RECORDS TO PROCESS
use tracing::info;

use robostore_core::{STAMP_FORMAT, ServiceError, new_id, parse_stamp};
use robostore_sql::Value;

use crate::model::Robot;
use crate::model::robot::{derive_serial, is_valid_model};

use super::ShopService;

impl ShopService {
    /// Persist a new robot and run the notification dispatcher against it.
    ///
    /// Both intake paths (form and JSON API) funnel through here.
    /// `created` must be in the `YYYY-MM-DD HH:MM:SS` wire format.
    ///
    /// There is no transaction spanning the insert and the notification
    /// batch: a transport failure leaves the robot persisted and the
    /// request failed.
    pub fn create_robot(
        &self,
        model: &str,
        version: &str,
        created: &str,
    ) -> Result<Robot, ServiceError> {
        if !is_valid_model(model) {
            return Err(ServiceError::Validation("Invalid model.".into()));
        }

        let stamp = parse_stamp(created)
            .map_err(|_| ServiceError::Validation("Invalid date format.".into()))?;

        let record = Robot {
            id: new_id(),
            serial: derive_serial(model, version),
            model: model.to_string(),
            version: version.to_string(),
            created: stamp.format(STAMP_FORMAT).to_string(),
        };

        self.insert_record(
            "robots",
            &record.id,
            &record,
            &[
                ("serial", Value::Text(record.serial.clone())),
                ("model", Value::Text(record.model.clone())),
                ("version", Value::Text(record.version.clone())),
                ("created", Value::Text(record.created.clone())),
            ],
        )?;

        info!(serial = %record.serial, model = %record.model, "robot created");

        // First-time persistence only; an update path would pass false.
        self.notify_matching_orders(&record, true)?;

        Ok(record)
    }
}

#[cfg(test)]
mod tests {
    use crate::service::testutil::test_service;
    use robostore_core::ServiceError;

    #[test]
    fn create_robot_derives_serial() {
        let (svc, _mailer) = test_service();
        let r = svc.create_robot("R2", "D2", "2024-01-15 09:30:00").unwrap();
        assert_eq!(r.serial, "R2-D2");
        assert_eq!(r.created, "2024-01-15 09:30:00");
    }

    #[test]
    fn invalid_model_is_rejected_before_persisting() {
        let (svc, mailer) = test_service();
        let err = svc.create_robot("BadModel", "v1", "2024-01-15 09:30:00").unwrap_err();
        assert!(matches!(err, ServiceError::Validation(_)));
        assert_eq!(err.to_string(), "Invalid model.");

        // Nothing persisted, nothing sent.
        assert_eq!(svc.count_records("robots", &[]).unwrap(), 0);
        assert_eq!(mailer.sent_count(), 0);
    }

    #[test]
    fn model_check_is_case_sensitive() {
        let (svc, _mailer) = test_service();
        let err = svc.create_robot("r2", "D2", "2024-01-15 09:30:00").unwrap_err();
        assert_eq!(err.to_string(), "Invalid model.");
    }

    #[test]
    fn unparsable_date_is_rejected_before_persisting() {
        let (svc, _mailer) = test_service();
        let err = svc.create_robot("R2", "D2", "15.01.2024").unwrap_err();
        assert!(matches!(err, ServiceError::Validation(_)));
        assert_eq!(err.to_string(), "Invalid date format.");
        assert_eq!(svc.count_records("robots", &[]).unwrap(), 0);
    }
}
use axum::Router;

/// A service module that contributes HTTP routes.
///
/// Each business module implements this trait to register its API
/// endpoints. The binary entry point collects all modules and merges
/// their routes into a single Router.
pub trait Module: Send + Sync {
    /// Module name, used for logging.
    fn name(&self) -> &str;

    /// Return the module's routes. The module mounts its own
    /// version prefix (e.g. `/shop/v1`).
    fn routes(&self) -> Router;
}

TASK PROMPT
Print every record above exactly as written.

ANSWER TO THE PROBLEM
use tracing::info;

use robostore_core::{STAMP_FORMAT, ServiceError, new_id, parse_stamp};
use robostore_sql::Value;

use crate::model::Robot;
use crate::model::robot::{derive_serial, is_valid_model};

use super::ShopService;

impl ShopService {
    /// Persist a new robot and run the notification dispatcher against it.
    ///
    /// Both intake paths (form and JSON API) funnel through here.
    /// `created` must be in the `YYYY-MM-DD HH:MM:SS` wire format.
    ///
    /// There is no transaction spanning the insert and the notification
    /// batch: a transport failure leaves the robot persisted and the
    /// request failed.
    pub fn create_robot(
        &self,
        model: &str,
        version: &str,
        created: &str,
    ) -> Result<Robot, ServiceError> {
        if !is_valid_model(model) {
            return Err(ServiceError::Validation("Invalid model.".into()));
        }

        let stamp = parse_stamp(created)
            .map_err(|_| ServiceError::Validation("Invalid date format.".into()))?;

        let record = Robot {
            id: new_id(),
            serial: derive_serial(model, version),
            model: model.to_string(),
            version: version.to_string(),
            created: stamp.format(STAMP_FORMAT).to_string(),
        };

        self.insert_record(
            "robots",
            &record.id,
            &record,
            &[
                ("serial", Value::Text(record.serial.clone())),
                ("model", Value::Text(record.model.clone())),
                ("version", Value::Text(record.version.clone())),
                ("created", Value::Text(record.created.clone())),
            ],
        )?;

        info!(serial = %record.serial, model = %record.model, "robot created");

        // First-time persistence only; an update path would pass false.
        self.notify_matching_orders(&record, true)?;

        Ok(record)
    }
}

#[cfg(test)]
mod tests {
    use crate::service::testutil::test_service;
    use robostore_core::ServiceError;

    #[test]
    fn create_robot_derives_serial() {
        let (svc, _mailer) = test_service();
        let r = svc.create_robot("R2", "D2", "2024-01-15 09:30:00").unwrap();
        assert_eq!(r.serial, "R2-D2");
        assert_eq!(r.created, "2024-01-15 09:30:00");
    }

    #[test]
    fn invalid_model_is_rejected_before_persisting() {
        let (svc, mailer) = test_service();
        let err = svc.create_robot("BadModel", "v1", "2024-01-15 09:30:00").unwrap_err();
        assert!(matches!(err, ServiceError::Validation(_)));
        assert_eq!(err.to_string(), "Invalid model.");

        // Nothing persisted, nothing sent.
        assert_eq!(svc.count_records("robots", &[]).unwrap(), 0);
        assert_eq!(mailer.sent_count(), 0);
    }

    #[test]
    fn model_check_is_case_sensitive() {
        let (svc, _mailer) = test_service();
        let err = svc.create_robot("r2", "D2", "2024-01-15 09:30:00").unwrap_err();
        assert_eq!(err.to_string(), "Invalid model.");
    }

    #[test]
    fn unparsable_date_is_rejected_before_persisting() {
        let (svc, _mailer) = test_service();
        let err = svc.create_robot("R2", "D2", "15.01.2024").unwrap_err();
        assert!(matches!(err, ServiceError::Validation(_)));
        assert_eq!(err.to_string(), "Invalid date format.");
        assert_eq!(svc.count_records("robots", &[]).unwrap(), 0);
    }
}
use axum::Router;

/// A service module that contributes HTTP routes.
///
/// Each business module implements this trait to register its API
/// endpoints. The binary entry point collects all modules and merges
/// their routes into a single Router.
pub trait Module: Send + Sync {
    /// Module name, used for logging.
    fn name(&self) -> &str;

    /// Return the module's routes. The module mounts its own
    /// version prefix (e.g. `/shop/v1`).
    fn routes(&self) -> Router;
}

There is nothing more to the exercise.